Les lettres dont se compose le corps du roman, adressées à son ami Saint-Thomin par un certain M. Bompré, racontent l’histoire douloureuse, allant du désenchantement au désespoir, des expériences matrimoniales de celui-ci. Bien que satisfait de sa vie paisible et utile de hobereau campagnard, Bompré se laisse tenter à quarante-six ans par l’espoir de goûter le bonheur conjugal dont le ménage de son ami lui offre l’exemple. Il épouse donc une femme de trente-cinq ans. Devant l’égoïsme vite manifesté de la femme choisie le sensible Bompré, toujours bienveillant, toujours prêt à se donner tous les torts, souffre d’abord du sentiment de ne pas être indispensable à sa compagne:
‘Elle peut presque toujours se passer de moi: ce qui m’entoure, ce qui m’occupe l’intéresse peu; elle suit ses dispositions sans s’appercevoir des miennes. Il y a des heures dans le jour où il paroît que je ne lui suis rien: ces momens de détachement me mettent au désespoir.’ (Lettre Vl)
Il se consolera donc avec d’autres objets de son affection, la maison paternelle, ses bêtes, ses vieux domestiques, ses amis du voisinage. Mais petit à petit, avec une cruauté que Bompré hésite longtemps à reconnaître, Madame Bompré le prive de tout ce qui lui rendait la vie supportable: elle change tout dans la maison (‘il m’a semblé qu’on remuoit les cendres de mes ancêtres’), elle décroche le portrait du père de Bompré, l’oblige à vendre son cheval, fait tuer son chien. Elle renvoie le vieux serviteur Antoine, gâte les relations entre Bompré et ses voisins, l’oblige à se battre en duel et l’accuse d’avoir séduit une jeune paysanne à qui il avait rendu service. Ainsi faisant, elle le pousse au suicide.

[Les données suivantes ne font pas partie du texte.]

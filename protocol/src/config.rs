//! # Protocol Configuration & Constants
//!
//! Every magic number in sigil lives here. Domain strings and the signature
//! header are part of the wire contract: changing any of them invalidates
//! every signature ever produced, so treat them as frozen.

use serde::{Deserialize, Serialize};
use std::fmt;
use std::str::FromStr;
use std::time::Duration;
use thiserror::Error;

// ---------------------------------------------------------------------------
// Network Prefixes
// ---------------------------------------------------------------------------

/// Bech32 human-readable prefixes, one per network.
pub const MAINNET_HRP: &str = "sigil";
pub const TESTNET_HRP: &str = "tsigil";
pub const STAGENET_HRP: &str = "ssigil";

// ---------------------------------------------------------------------------
// Cryptographic Parameters
// ---------------------------------------------------------------------------

/// The only signing algorithm sigil speaks.
pub const SIGNING_ALGORITHM: &str = "Ed25519";

/// Ed25519 secret key length in bytes.
pub const SIGNING_KEY_LENGTH: usize = 32;

/// Ed25519 public key length in bytes. Also the address payload length.
pub const VERIFYING_KEY_LENGTH: usize = 32;

/// Ed25519 signature length. Always 64 bytes.
pub const SIGNATURE_LENGTH: usize = 64;

/// BLAKE3 `derive_key` context for message digests.
pub const MESSAGE_DOMAIN: &str = "sigil 2026-01-01 message signature v1";

/// BLAKE3 `derive_key` context for seed-to-key derivation.
pub const SEED_DOMAIN: &str = "sigil 2026-01-01 deterministic wallet seed v1";

/// Prefix of every encoded message signature.
pub const SIGNATURE_HEADER: &str = "SigV1";

/// Upper bound on an encoded signature string.
///
/// 64 bytes of base58 is at most 88 characters; with the header that is 93.
/// Anything past this bound is rejected before base58 decoding so oversized
/// input costs nothing.
pub const MAX_ENCODED_SIGNATURE_LEN: usize = 96;

// ---------------------------------------------------------------------------
// Seed Phrases
// ---------------------------------------------------------------------------

/// Fewest words accepted in a seed phrase.
pub const MIN_SEED_WORDS: usize = 12;

/// Most words accepted in a seed phrase (24 data words plus a checksum word).
pub const MAX_SEED_WORDS: usize = 25;

/// Account indices a seed wallet searches when asked for an address.
pub const ADDRESS_LOOKAHEAD: u32 = 64;

// ---------------------------------------------------------------------------
// Key Provider Defaults
// ---------------------------------------------------------------------------

/// Per-attempt timeout when resolving an identity from a remote provider.
pub const DEFAULT_PROVIDER_TIMEOUT: Duration = Duration::from_secs(10);

/// Total attempts (first try included) before a transient failure is final.
pub const DEFAULT_PROVIDER_ATTEMPTS: u32 = 3;

/// Pause between attempts.
pub const DEFAULT_PROVIDER_BACKOFF: Duration = Duration::from_millis(250);

// ---------------------------------------------------------------------------
// Network
// ---------------------------------------------------------------------------

/// Error returned when a network name or prefix is not recognized.
#[derive(Debug, Error)]
#[error("unknown network: {0}")]
pub struct UnknownNetwork(pub String);

/// The network an address belongs to.
#[derive(Debug, Clone, Copy, PartialEq, Eq, Hash, Serialize, Deserialize)]
#[serde(rename_all = "lowercase")]
pub enum Network {
    Mainnet,
    Testnet,
    Stagenet,
}

impl Network {
    /// All networks, in declaration order.
    pub const ALL: [Network; 3] = [Network::Mainnet, Network::Testnet, Network::Stagenet];

    /// Bech32 human-readable prefix for addresses on this network.
    pub fn hrp(self) -> &'static str {
        match self {
            Network::Mainnet => MAINNET_HRP,
            Network::Testnet => TESTNET_HRP,
            Network::Stagenet => STAGENET_HRP,
        }
    }

    /// Look up a network by its Bech32 prefix.
    pub fn from_hrp(hrp: &str) -> Option<Self> {
        Self::ALL.into_iter().find(|n| n.hrp() == hrp)
    }

    pub fn as_str(self) -> &'static str {
        match self {
            Network::Mainnet => "mainnet",
            Network::Testnet => "testnet",
            Network::Stagenet => "stagenet",
        }
    }
}

impl fmt::Display for Network {
    fn fmt(&self, f: &mut fmt::Formatter<'_>) -> fmt::Result {
        f.write_str(self.as_str())
    }
}

impl FromStr for Network {
    type Err = UnknownNetwork;

    fn from_str(s: &str) -> Result<Self, Self::Err> {
        match s.trim().to_ascii_lowercase().as_str() {
            "mainnet" | "main" => Ok(Network::Mainnet),
            "testnet" | "test" => Ok(Network::Testnet),
            "stagenet" | "stage" => Ok(Network::Stagenet),
            _ => Err(UnknownNetwork(s.to_string())),
        }
    }
}

// ---------------------------------------------------------------------------
// ProviderConfig
// ---------------------------------------------------------------------------

/// Timeout and retry policy for remote key providers.
///
/// Durations are stored as milliseconds so the struct reads naturally from
/// JSON or TOML config files.
#[derive(Debug, Clone, PartialEq, Eq, Serialize, Deserialize)]
#[serde(default)]
pub struct ProviderConfig {
    /// Per-attempt timeout.
    pub timeout_ms: u64,
    /// Total attempts, including the first. Zero is treated as one.
    pub max_attempts: u32,
    /// Pause between attempts.
    pub backoff_ms: u64,
}

impl ProviderConfig {
    pub fn timeout(&self) -> Duration {
        Duration::from_millis(self.timeout_ms)
    }

    pub fn backoff(&self) -> Duration {
        Duration::from_millis(self.backoff_ms)
    }

    /// Attempts to make, never less than one.
    pub fn attempts(&self) -> u32 {
        self.max_attempts.max(1)
    }
}

impl Default for ProviderConfig {
    fn default() -> Self {
        Self {
            timeout_ms: DEFAULT_PROVIDER_TIMEOUT.as_millis() as u64,
            max_attempts: DEFAULT_PROVIDER_ATTEMPTS,
            backoff_ms: DEFAULT_PROVIDER_BACKOFF.as_millis() as u64,
        }
    }
}

#[cfg(test)]
mod tests {
    use super::*;

    #[test]
    fn hrps_are_distinct() {
        assert_ne!(MAINNET_HRP, TESTNET_HRP);
        assert_ne!(MAINNET_HRP, STAGENET_HRP);
        assert_ne!(TESTNET_HRP, STAGENET_HRP);
    }

    #[test]
    fn hrp_lookup_roundtrip() {
        for network in Network::ALL {
            assert_eq!(Network::from_hrp(network.hrp()), Some(network));
        }
        assert_eq!(Network::from_hrp("seal"), None);
    }

    #[test]
    fn network_parses_from_name() {
        assert_eq!("mainnet".parse::<Network>().unwrap(), Network::Mainnet);
        assert_eq!("Testnet".parse::<Network>().unwrap(), Network::Testnet);
        assert_eq!(" stage ".parse::<Network>().unwrap(), Network::Stagenet);
        assert!("regtest".parse::<Network>().is_err());
    }

    #[test]
    fn network_display_parses_back() {
        for network in Network::ALL {
            assert_eq!(network.to_string().parse::<Network>().unwrap(), network);
        }
    }

    #[test]
    fn encoded_signature_bound_fits_header_and_payload() {
        // Base58 expands by log(256)/log(58) ~ 1.366, so 64 bytes <= 88 chars.
        assert!(MAX_ENCODED_SIGNATURE_LEN >= SIGNATURE_HEADER.len() + 88);
    }

    #[test]
    fn domains_are_distinct() {
        assert_ne!(MESSAGE_DOMAIN, SEED_DOMAIN);
    }

    #[test]
    fn provider_config_defaults() {
        let cfg = ProviderConfig::default();
        assert_eq!(cfg.timeout(), DEFAULT_PROVIDER_TIMEOUT);
        assert_eq!(cfg.attempts(), DEFAULT_PROVIDER_ATTEMPTS);
        assert_eq!(cfg.backoff(), DEFAULT_PROVIDER_BACKOFF);
    }

    #[test]
    fn provider_config_zero_attempts_means_one() {
        let cfg = ProviderConfig {
            max_attempts: 0,
            ..ProviderConfig::default()
        };
        assert_eq!(cfg.attempts(), 1);
    }

    #[test]
    fn provider_config_partial_json_fills_defaults() {
        let cfg: ProviderConfig = serde_json::from_str(r#"{"timeout_ms": 1500}"#).unwrap();
        assert_eq!(cfg.timeout_ms, 1500);
        assert_eq!(cfg.max_attempts, DEFAULT_PROVIDER_ATTEMPTS);
    }
}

‘Je croyois avoir des vertus, une ame sensible, un coeur honnête, & je n’ai pu faire le bonheur d’une femme que j’aimois; & je n’ai pu y trouver le mien!’ (Lettre XVI)
Et Bompré tire de ses expériences personnelles cette morale générale:
‘c’est une femme comme, sans doute, il y en a beaucoup, un mari comme il y en a mille, un ménage comme ils sont presque tous. Quand on voudra la paix & le bonheur, ce n’est pas dans la vie domestique des maris & des femmes qu’on ira les chercher.’ (Lettre XVI)
Le petit livre faisait sensation: on ne s’occupait qu’à chercher des modèles du couple Bompré pour s’apitoyer sur le sort du mari maltraité. Une malheureuse veuve Caillat, dont le mari s’était suicidé en 1780 se trouva visée au point de faire imprimer un démenti détaillé*.
Ainsi les prédictions formulées dans les premières pages des Lettres de Mistriss Henley sur l’effet que produirait la lecture du Mari sentimental ne sont nullement exagérées: devant l’esprit de parti Isabelle de Charrière dut sentir avec son héroïne qu’il fallait qu’une voix de femme se fasse entendre pour ‘remettre les choses à leur place’.
Dans une lettre à un ami hollandais écrite longtemps après l’événement elle dira:
‘J’écrivis Mrs Henley, qui causa un schisme dans la société de Genève. Tous les maris étaient pour Monsieur Henley; beaucoup de femmes pour Madame; et les jeunes filles n’osaient dire ce qu’elles en pensaient.’ (lettre au baron Taets van Amerongen de janvier ou février 1804)
Les Lettres de Mistriss Henley, conçues comme réponse féminine aux griefs du Mari sentimental contre un Lovelace femelle, se transformèrent cependant en quelque chose de beaucoup plus personnel offrant un intérêt qui dépasse de loin ses rapports avec le roman de Samuel de Constant. Mais avant de préciser la part de l’expérience vécue dans la création du livre, examinons brièvement pourquoi Mrs Henley, parlant sans doute au nom de Madame de Charrière, craint que la lecture du Mari sentimental ne fasse faire ‘bien des injustices’, c’est-à-dire que le point de vue essentiellement anti-féministe adopté par Samuel de Constant dans son roman risque d’amener le lecteur à un jugement trop sévère contre la femme et à une trop grande complaisance envers son mari. Voyons ensuite quelques-unes des modifications apportées par Madame de Charrière à la conduite du personnage féminin, modifications qui ont pour but de justifier aux yeux du lecteur ce que l’auteur du Mari sentimental présenta comme un acharnement monstrueux, une méchanceté foncière allant jusqu’au crime.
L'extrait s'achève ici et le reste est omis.